En mi vida hay vértigo. Quizás un corte sincrónico que se alarga en los días. Un dos tres momia. Y tal vez -lo más probable- ni siquiera sea así. La vida la siento como la camino. Y estoy seguro de que muchos tienen vidas más espectaculares que la mía. Más felices en su predilección oportuna. Más infelices en su vocación triste. Veo el pasado como un preciso modo de sentir todo en un instante. Si escucho una canción o aspiro un aroma que se inflama a través de mi existencia me consagro efectivamente en el presente. Y creo. Soy. Pienso. Siento. Sueño. Vivo. Estoy aquí. Me muevo aquí. Me gusta aquí. Y ahora. Así difumino con una sonrisa tranquila todos los sufrimientos que alguna vez tuve. O inventé. Pero claro: todos los insensatos hemos pretendido atrapar el tiempo. No importa. Somos subjetivos aunque trabajemos objetivamente hacia fuera, resguardando nuestra privacidad como una manera exclusiva de pretender algo. Estas palabras son el alimento sobreactuado de un animal salvaje. Procuran sanar y turbar, admitir la distancia que tengo de ser un posible humano completo. No. Aunque a veces, con la gloria furtiva de esa sonrisa tranquila, roce esa posibilidad. Y me contento de poder besar con la misma pasión y ternura después de que a muchos el tiempo ha quitado las ganas y la conciencia de la boca. El poder de un abrazo pauteado hacia el presente. He tenido la conciencia de no fumar pasta y salir del contexto.

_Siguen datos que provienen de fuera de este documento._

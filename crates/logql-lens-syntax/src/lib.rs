//! # logql-lens-syntax
//!
//! A lossless, error-tolerant LogQL syntax tree using [Rowan] + [Logos],
//! following the [rust-analyzer] architecture model.
//!
//! [Rowan]: https://docs.rs/rowan
//! [Logos]: https://docs.rs/logos
//! [rust-analyzer]: https://rust-analyzer.github.io/book/contributing/syntax.html
//!
//! ## What is a Lossless CST?
//!
//! Unlike an Abstract Syntax Tree (AST) which discards formatting details, a
//! Concrete Syntax Tree (CST) preserves **every byte** of the original query:
//! whitespace, comments and even characters that make no sense. Every node
//! knows its byte range, so callers can slice the query text for any node:
//!
//! - **Filter extraction**: read the label, operator and value of a matcher
//!   straight from the query text
//! - **Positions**: ranges map exactly to byte offsets in the query
//! - **Half-typed queries**: a query being edited still yields a full tree
//!
//! ## Architecture Overview
//!
//! The parsing pipeline has three stages:
//!
//! ```text
//! Query → Lexer → Tokens → Parser → Events → Sink → Rowan Tree
//!         (Logos)          (Grammar)        (GreenNodeBuilder)
//! ```
//!
//! ### 1. Lexer ([`lexer`] module)
//!
//! The lexer uses [Logos] to tokenize input into a flat sequence of tokens.
//! Every character becomes part of some token - nothing is discarded.
//!
//! ```text
//! {app="api"} → [L_BRACE, IDENTIFIER("app"), EQ, STRING("\"api\""), R_BRACE]
//! ```
//!
//! ### 2. Parser ([`parser`] module)
//!
//! The parser consumes the significant tokens and emits **events** (Start,
//! Token, Finish). It uses a **marker system** to build nested structures.
//! Keywords such as `json` or `sum` are recognised here, by context.
//!
//! ### 3. Sink ([`parser::sink`] module)
//!
//! The sink consumes events and builds a Rowan green tree using
//! `GreenNodeBuilder`, putting whitespace and comments back in. The
//! resulting tree is immutable and cheap to clone.
//!
//! ## Module Structure
//!
//! ```text
//! logql-lens-syntax/
//! ├── lib.rs           # This file - public API and integration tests
//! ├── syntax_kind.rs   # SyntaxKind enum (tokens + nodes) and Rowan integration
//! ├── lexer.rs         # Logos-based tokenizer
//! └── parser/
//!     ├── mod.rs       # Parser struct, Marker system, public parse() function
//!     ├── event.rs     # Event enum (Start, Token, Finish, Placeholder)
//!     ├── sink.rs      # Converts events to Rowan GreenNode
//!     └── grammar/
//!         ├── mod.rs   # Root rule, expressions, binary operators
//!         ├── log.rs   # Selectors and pipelines
//!         └── metric.rs# Range and vector aggregations
//! ```
//!
//! ## Quick Start
//!
//! ```
//! use logql_lens_syntax::{parse, SyntaxKind};
//!
//! let tree = parse(r#"{app="api"} | json"#);
//!
//! // The tree preserves all text
//! assert_eq!(tree.text().to_string(), r#"{app="api"} | json"#);
//!
//! // Navigate the tree structure
//! assert_eq!(tree.kind(), SyntaxKind::LOG_QL);
//! let expr = tree.first_child().unwrap();
//! assert_eq!(expr.kind(), SyntaxKind::EXPR);
//! ```

pub mod lexer;
pub mod parser;
pub mod syntax_kind;

pub use parser::parse;
pub use rowan::{NodeOrToken, TextRange, TextSize};
pub use syntax_kind::{
    LogQlLang, ParseSyntaxKindError, SyntaxElement, SyntaxKind, SyntaxNode, SyntaxToken,
};

#[cfg(test)]
mod tests {
    use super::*;
    use insta::assert_snapshot;

    /// Helper to format a syntax tree for snapshot testing.
    fn format_tree(node: &SyntaxNode, indent: usize) -> String {
        let mut result = String::new();
        let prefix = "  ".repeat(indent);

        result.push_str(&format!(
            "{}{:?}@{:?}\n",
            prefix,
            node.kind(),
            node.text_range()
        ));

        for child in node.children_with_tokens() {
            match child {
                NodeOrToken::Node(n) => {
                    result.push_str(&format_tree(&n, indent + 1));
                }
                NodeOrToken::Token(t) => {
                    result.push_str(&format!(
                        "{}  {:?}@{:?} {:?}\n",
                        prefix,
                        t.kind(),
                        t.text_range(),
                        t.text()
                    ));
                }
            }
        }

        result
    }

    #[test]
    fn snapshot_simple_selector() {
        let tree = parse(r#"{foo="bar"}"#);
        assert_snapshot!(format_tree(&tree, 0), @r#"
        LOG_QL@0..11
          EXPR@0..11
            LOG_EXPR@0..11
              SELECTOR@0..11
                L_BRACE@0..1 "{"
                MATCHERS@1..10
                  MATCHER@1..10
                    IDENTIFIER@1..4 "foo"
                    EQ@4..5 "="
                    STRING@5..10 "\"bar\""
                R_BRACE@10..11 "}"
        "#);
    }

    #[test]
    fn snapshot_trivia_goes_to_the_parent() {
        let tree = parse(r#" {app="api"} | json "#);
        assert_snapshot!(format_tree(&tree, 0), @r#"
        LOG_QL@0..20
          WHITESPACE@0..1 " "
          EXPR@1..19
            LOG_EXPR@1..19
              SELECTOR@1..12
                L_BRACE@1..2 "{"
                MATCHERS@2..11
                  MATCHER@2..11
                    IDENTIFIER@2..5 "app"
                    EQ@5..6 "="
                    STRING@6..11 "\"api\""
                R_BRACE@11..12 "}"
              WHITESPACE@12..13 " "
              PIPELINE_EXPR@13..19
                PIPELINE_STAGE@13..19
                  PIPE@13..14 "|"
                  WHITESPACE@14..15 " "
                  LABEL_PARSER@15..19
                    JSON@15..19 "json"
          WHITESPACE@19..20 " "
        "#);
    }

    #[test]
    fn error_tree_for_empty_query() {
        let tree = parse("");
        assert_snapshot!(format_tree(&tree, 0), @r"
        LOG_QL@0..0
          ERROR@0..0
        ");
    }

    #[test]
    fn comments_are_trivia() {
        let input = "# errors only\n{app=\"api\"} |= \"error\"";
        let tree = parse(input);
        assert_eq!(tree.text().to_string(), input);
        assert!(
            tree.descendants()
                .all(|n| n.kind() != SyntaxKind::ERROR)
        );
    }

    #[test]
    fn messy_queries_keep_every_byte() {
        let inputs = [
            r#"{app="api""#,
            r#"{app=}"#,
            r#"{app="api"} | json | "#,
            r#"sum by (app (count_over_time({app="api"}[5m]))"#,
            r#"{app="api"} |= "unterminated"#,
            r#"}{)(]["#,
            "{app=\"api\"} | line_format `{{.msg}}` \u{1F600}",
        ];

        for input in inputs {
            let tree = parse(input);
            assert_eq!(
                tree.text().to_string(),
                input,
                "Roundtrip failed for: {:?}",
                input
            );
        }
    }

    #[test]
    fn roundtrip_preserves_text() {
        let inputs = [
            r#"{app="api"}"#,
            r#"{app="api", env=~"prod|staging"}"#,
            r#"{app="api"} |= "error" != "debug""#,
            r#"{app="api"} | json | status >= 500"#,
            r#"{app="api"} | logfmt --strict | level="error" or level="warn""#,
            r#"sum by (app) (rate({app="api"}[5m]))"#,
            r#"quantile_over_time(0.99, {app="api"} | unwrap latency [5m]) by (route)"#,
            r#"count_over_time({app="api"}[1m]) > bool 10"#,
        ];

        for input in inputs {
            let tree = parse(input);
            assert_eq!(
                tree.text().to_string(),
                input,
                "Roundtrip failed for: {:?}",
                input
            );
            assert!(
                tree.descendants().all(|n| n.kind() != SyntaxKind::ERROR),
                "unexpected error in {:?}",
                input
            );
        }
    }
}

Ver otras manos y otros labios. Y reconocerlos después de 12 años. Y me alegro. Casi por azar. No tuve ni quise droga. La sola idea me pareció fome. No fue porque un hachazo me haya fisurado el corazón para que desde ahí resurgiera el amor como en un cuento de hadas. No. Soy yo. Vivo así. Mi contexto me programa, el presente me absorbe y lo vivo sin preguntas. La alegría de no fumar no opaca en ningún grado la alegría de los viejos amores. Son los mismos ojos en un cuerpo con más años. Nada más. El mismo grandioso buen humor. Las mismas penas encargadas en el tiempo. Y sobre toda esa fotografía apaisada, la voz de su hija que le llena el alma como cuando respiras y sonríes por estar vivo. Me alegra verla así. Me alegro de mirarla así. De humano a humano. Con la pequeña certeza de no haber perdido el tiempo. ¿Mañana? En verdad qué importa. No tengo futuro. Quizás, y a modo de reflejar mi posición, mañana volveré a Antofagasta y seguiré siendo el mismo insensato que se trata de reír de si mismo e intenta atraparlos en su alegoría.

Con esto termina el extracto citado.